Policyholder fund performance

30 Jun 2020

30 Jun 2019

CA Pension Managed

(1.8)%

3.8%

CWA Balanced Managed Pension

(1.9)%

3.9%

S&P Managed Pension

(4.6)%

2.4%

Benchmark - ABI Mixed Inv 40%-85% shares

(0.4)%

3.5%

 

Our three main managed funds performed worse than the reported benchmark in the year to date due to being more heavily invested in equities which fell in the period as a result of market reaction to Covid-19.

 

GOVERNANCE

BACKGROUND INFORMATION

Maintaining effective governance and a constructive relationship with regulators underpins the delivery of the division's strategic plans.

 

Having robust governance processes provides management with a platform to deliver the other aspects of the business strategy.

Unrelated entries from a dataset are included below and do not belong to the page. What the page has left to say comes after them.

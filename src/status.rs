//! Status line reporting
//!
//! One slot on the host status surface shows the active mode, plus a
//! `[C-b]` style marker while the prefix is armed.

use crate::config::Config;
use crate::host::{StatusAlignment, StatusEntry, StatusSurface};
use crate::mode::Mode;
use std::fmt;
use std::sync::Arc;

/// Writes mode and prefix state to a status slot
#[derive(Clone)]
pub struct StatusReporter {
    surface: Arc<dyn StatusSurface>,
    slot: String,
    priority: i32,
    prefix_key: String,
}

impl fmt::Debug for StatusReporter {
    fn fmt(&self, f: &mut fmt::Formatter<'_>) -> fmt::Result {
        f.debug_struct("StatusReporter")
            .field("slot", &self.slot)
            .field("priority", &self.priority)
            .finish_non_exhaustive()
    }
}

impl StatusReporter {
    /// Create a reporter for the slot and prefix key named in `config`.
    #[must_use]
    pub fn new(surface: Arc<dyn StatusSurface>, config: &Config) -> Self {
        Self {
            surface,
            slot: config.status_slot.clone(),
            priority: config.status_priority,
            prefix_key: config.prefix_key.clone(),
        }
    }

    /// Slot id on the status surface.
    #[must_use]
    pub fn slot(&self) -> &str {
        &self.slot
    }

    /// Build the element for `mode`, marking a pending prefix.
    #[must_use]
    pub fn render(&self, mode: Mode, prefix_pending: bool) -> StatusEntry {
        let label = mode.status_label();
        let (text, tooltip) = if prefix_pending {
            (
                format!("{label} [C-{}]", self.prefix_key),
                format!("Vim mode: {label}. tmux prefix is pending."),
            )
        } else {
            (label.to_string(), format!("Vim mode: {label}."))
        };
        StatusEntry {
            text,
            tooltip,
            alignment: StatusAlignment::Right,
            priority: self.priority,
        }
    }

    /// Show the current state.
    pub fn report(&self, mode: Mode, prefix_pending: bool) {
        self.surface
            .set_element(&self.slot, self.render(mode, prefix_pending));
    }

    /// Remove the slot from the surface.
    pub fn clear(&self) {
        self.surface.remove_element(&self.slot);
    }
}
//! Key-value store implementations

use crate::error::{Error, Result};
use crate::host::KeyValueStore;
use parking_lot::Mutex;
use serde_json::{Map, Value};
use std::collections::HashMap;
use std::fs;
use std::path::{Path, PathBuf};
use tracing::{debug, warn};

/// Key-value store kept in memory
#[derive(Debug, Default)]
pub struct MemoryStore {
    entries: Mutex<HashMap<String, Value>>,
}

impl MemoryStore {
    /// Create an empty store.
    #[must_use]
    pub fn new() -> Self {
        Self::default()
    }

    /// Create a store holding `value` under `key`.
    #[must_use]
    pub fn with_entry(key: impl Into<String>, value: Value) -> Self {
        let store = Self::new();
        store.entries.lock().insert(key.into(), value);
        store
    }

    /// Current value under `key`.
    #[must_use]
    pub fn get(&self, key: &str) -> Option<Value> {
        self.entries.lock().get(key).cloned()
    }
}

impl KeyValueStore for MemoryStore {
    fn get_data(&self, key: &str) -> Result<Option<Value>> {
        Ok(self.get(key))
    }

    fn set_data(&self, key: &str, value: Value) -> Result<()> {
        self.entries.lock().insert(key.to_string(), value);
        Ok(())
    }
}

/// Key-value store backed by one JSON object in a file
///
/// The file is read on every `get_data` and rewritten on every `set_data`;
/// a missing file reads as empty.
#[derive(Debug)]
pub struct JsonFileStore {
    path: PathBuf,
    // Serializes read-modify-write cycles
    lock: Mutex<()>,
}

impl JsonFileStore {
    /// Create a store at `path`. Nothing is touched until first use.
    #[must_use]
    pub fn new(path: impl Into<PathBuf>) -> Self {
        Self {
            path: path.into(),
            lock: Mutex::new(()),
        }
    }

    /// Path of the backing file.
    #[must_use]
    pub fn path(&self) -> &Path {
        &self.path
    }

    /// Delete `key` from the file. Returns whether it was present.
    ///
    /// # Errors
    ///
    /// Returns an error if the file cannot be read, parsed or written.
    pub fn remove(&self, key: &str) -> Result<bool> {
        let _guard = self.lock.lock();
        let mut entries = self.entries_for_write()?;
        let removed = entries.remove(key).is_some();
        if removed {
            self.write_entries(&entries)?;
        }
        Ok(removed)
    }

    fn read_entries(&self) -> Result<Map<String, Value>> {
        if !self.path.exists() {
            return Ok(Map::new());
        }
        let contents = fs::read_to_string(&self.path)?;
        if contents.trim().is_empty() {
            return Ok(Map::new());
        }
        match serde_json::from_str::<Value>(&contents)? {
            Value::Object(entries) => Ok(entries),
            _ => {
                debug!(path = ?self.path, "Store file is not a JSON object, treating as empty");
                Ok(Map::new())
            }
        }
    }

    /// Entries to build the next write on. A file that no longer parses is
    /// replaced rather than blocking every later write.
    fn entries_for_write(&self) -> Result<Map<String, Value>> {
        match self.read_entries() {
            Err(Error::Json(err)) => {
                warn!(path = ?self.path, error = %err, "Store file is corrupt, overwriting");
                Ok(Map::new())
            }
            other => other,
        }
    }

    fn write_entries(&self, entries: &Map<String, Value>) -> Result<()> {
        if let Some(parent) = self.path.parent() {
            fs::create_dir_all(parent)?;
        }
        let contents = serde_json::to_string_pretty(entries)?;
        fs::write(&self.path, contents)?;
        debug!(path = ?self.path, "Wrote store file");
        Ok(())
    }
}

impl KeyValueStore for JsonFileStore {
    fn get_data(&self, key: &str) -> Result<Option<Value>> {
        let _guard = self.lock.lock();
        Ok(self.read_entries()?.remove(key))
    }

    fn set_data(&self, key: &str, value: Value) -> Result<()> {
        let _guard = self.lock.lock();
        let mut entries = self.entries_for_write()?;
        entries.insert(key.to_string(), value);
        self.write_entries(&entries)
    }
}
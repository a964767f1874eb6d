//! Command resolution chains
//!
//! A logical action maps to several host command identifiers because host
//! versions differ in which ones they register. The resolver probes them in
//! order and invokes the first one present. Probing is synchronous; the
//! invocation itself runs on the background worker.

use crate::host::CommandHost;
use crate::worker::Worker;
use std::fmt;
use std::sync::Arc;
use tracing::{debug, warn};

/// Outcome of running a chain
#[derive(Debug, Clone, PartialEq, Eq)]
pub enum Resolution {
    /// This command was found and handed to the host
    Invoked(String),
    /// No command in the chain is registered; nothing was called
    Exhausted,
}

impl Resolution {
    /// Whether a command was invoked.
    #[must_use]
    pub const fn is_invoked(&self) -> bool {
        matches!(self, Self::Invoked(_))
    }
}

/// Probes command chains against the host registry
#[derive(Clone)]
pub struct CommandResolver {
    host: Arc<dyn CommandHost>,
}

impl fmt::Debug for CommandResolver {
    fn fmt(&self, f: &mut fmt::Formatter<'_>) -> fmt::Result {
        f.debug_struct("CommandResolver").finish_non_exhaustive()
    }
}

impl CommandResolver {
    /// Create a resolver over the host command registry.
    #[must_use]
    pub const fn new(host: Arc<dyn CommandHost>) -> Self {
        Self { host }
    }

    /// The first identifier in `chain` the host has registered.
    #[must_use]
    pub fn first_available<'a>(&self, chain: &'a [String]) -> Option<&'a str> {
        chain
            .iter()
            .map(String::as_str)
            .find(|id| self.host.has_command(id))
    }

    /// Invoke the first registered command in `chain` on `worker`.
    ///
    /// The host call is fire-and-forget: a failure is logged, never returned,
    /// and a slow command does not hold up the caller.
    pub fn run(&self, chain: &[String], worker: &Worker) -> Resolution {
        let Some(id) = self.first_available(chain) else {
            debug!(chain = ?chain, "No command in chain is registered");
            return Resolution::Exhausted;
        };

        let host = Arc::clone(&self.host);
        let command = id.to_string();
        let submitted = worker.submit(move || {
            if let Err(err) = host.execute_command(&command) {
                warn!(command = %command, error = %err, "Host command failed");
            }
        });
        if let Err(err) = submitted {
            warn!(command = id, error = %err, "Host command dropped");
        }
        debug!(command = id, "Invoked host command");
        Resolution::Invoked(id.to_string())
    }
}
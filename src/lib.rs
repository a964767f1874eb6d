//! modal-layout - modal keybinding dispatcher for editor workspaces
//!
//! Intercepts keyboard events and turns them into a layered command model:
//! a vi-style modal state machine (normal / insert / visual / command) sitting
//! under a tmux-style prefix chord with a disambiguation timeout. Logical
//! actions are resolved against host commands through ordered fallback chains.

pub mod action;
pub mod clock;
pub mod config;
pub mod dispatcher;
pub mod error;
pub mod events;
pub mod host;
pub mod keys;
pub mod machine;
pub mod mode;
pub mod paths;
pub mod persist;
pub mod prefix;
pub mod resolve;
pub mod status;
pub mod worker;

pub use action::LogicalAction;
pub use config::Config;
pub use dispatcher::{Dispatcher, DispatcherCommand};
pub use error::{Error, Result};
pub use keys::{Disposition, KeyEvent, Modifiers};
pub use mode::Mode;
//! Terminal demo host for the dispatcher

mod event;
mod render;
pub mod workspace;

use anyhow::Result;
use event::{Event, Handler, to_key_event};
use modal_layout::events::DispatchEvent;
use modal_layout::keys::Disposition;
use modal_layout::{Dispatcher, Mode};
use ratatui::DefaultTerminal;
use ratatui::crossterm::event::{KeyCode, KeyEvent as CrosstermKey, KeyModifiers};
use std::sync::mpsc::Receiver;
use tracing::debug;
use workspace::Workspace;

/// Run the interactive demo until the user quits
///
/// # Errors
///
/// Returns an error if the terminal cannot be set up, drawn, or polled
pub fn run(dispatcher: &mut Dispatcher, workspace: &Workspace) -> Result<()> {
    let mut terminal = ratatui::try_init()?;
    let result = run_loop(&mut terminal, dispatcher, workspace, &Handler::default());
    ratatui::restore();
    result
}

fn run_loop(
    terminal: &mut DefaultTerminal,
    dispatcher: &mut Dispatcher,
    workspace: &Workspace,
    handler: &Handler,
) -> Result<()> {
    let events = dispatcher.subscribe();
    workspace.log("ready: ctrl+b then h/j/k/l, \"/%, x, s/r; i/v/: switch modes");

    loop {
        drain_events(&events, workspace);
        terminal.draw(|frame| render::render(frame, &workspace.view()))?;

        match handler.next()? {
            Event::Tick => {
                dispatcher.tick();
            }
            Event::Key(key) => {
                if is_ctrl(key, 'q') {
                    break;
                }
                if is_ctrl(key, 'o') {
                    let visible = workspace.toggle_overlay();
                    workspace.log(if visible {
                        "quick open shown"
                    } else {
                        "quick open hidden"
                    });
                    continue;
                }
                handle_key(dispatcher, workspace, key);
            }
            Event::Resize(_, _) => {}
        }
    }

    Ok(())
}

fn handle_key(dispatcher: &mut Dispatcher, workspace: &Workspace, key: CrosstermKey) {
    let target = workspace.focused_id();
    let Some(event) = to_key_event(key, &target) else {
        return;
    };

    let disposition = dispatcher.handle_key(&event);
    debug!(key = %event.key, ?disposition, "Key handled");
    if disposition == Disposition::Consumed || workspace.is_overlay_visible() {
        return;
    }

    // Whatever the dispatcher lets through lands in the editor
    if dispatcher.mode() == Mode::Insert && !event.modifiers.has_command_modifier() {
        match key.code {
            KeyCode::Char(c) => workspace.type_char(c),
            KeyCode::Backspace => workspace.type_char('\u{8}'),
            KeyCode::Enter => workspace.type_char('\n'),
            _ => {}
        }
    }
}

fn drain_events(events: &Receiver<DispatchEvent>, workspace: &Workspace) {
    for event in events.try_iter() {
        workspace.log(describe(event));
    }
}

fn describe(event: DispatchEvent) -> String {
    match event {
        DispatchEvent::ModeChanged { from, to } => format!("mode {from} -> {to}"),
        DispatchEvent::PrefixArmed => "prefix armed".to_string(),
        DispatchEvent::PrefixDisarmed { expired: true } => "prefix expired".to_string(),
        DispatchEvent::PrefixDisarmed { expired: false } => "prefix cleared".to_string(),
        DispatchEvent::ActionEmitted(action) => format!("action {action}"),
    }
}

fn is_ctrl(key: CrosstermKey, c: char) -> bool {
    key.modifiers.contains(KeyModifiers::CONTROL) && key.code == KeyCode::Char(c)
}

As a result, a significant proportion of management's time and attention continues to be focused on ensuring that both the existing governance processes, coupled with future developments, are delivered.

 

INITIATIVES AND PROGRESS IN 2020

- The division has continued to deliver on its business as usual governance responsibilities despite the Covid-19 situation. In this regard the main focus has been overseeing the transition of the organisation to a predominantly working from home arrangement, both in terms of our outsourcers and the oversight governance team itself. This has worked well and we continue to monitor the situation closely.

- Throughout the period the business has implemented enhanced monitoring of key measures, such as solvency, claims and customer service, ensuring performance levels are maintained despite the impact of the pandemic.

- IFRS 17 continues to progress and we have selected Willis Towers Watson as the group provider of the contractual service margin (CSM) tool.

 

FUTURE PRIORITIES

- Monitor the Covid-19 situation closely and flex our operating procedures accordingly.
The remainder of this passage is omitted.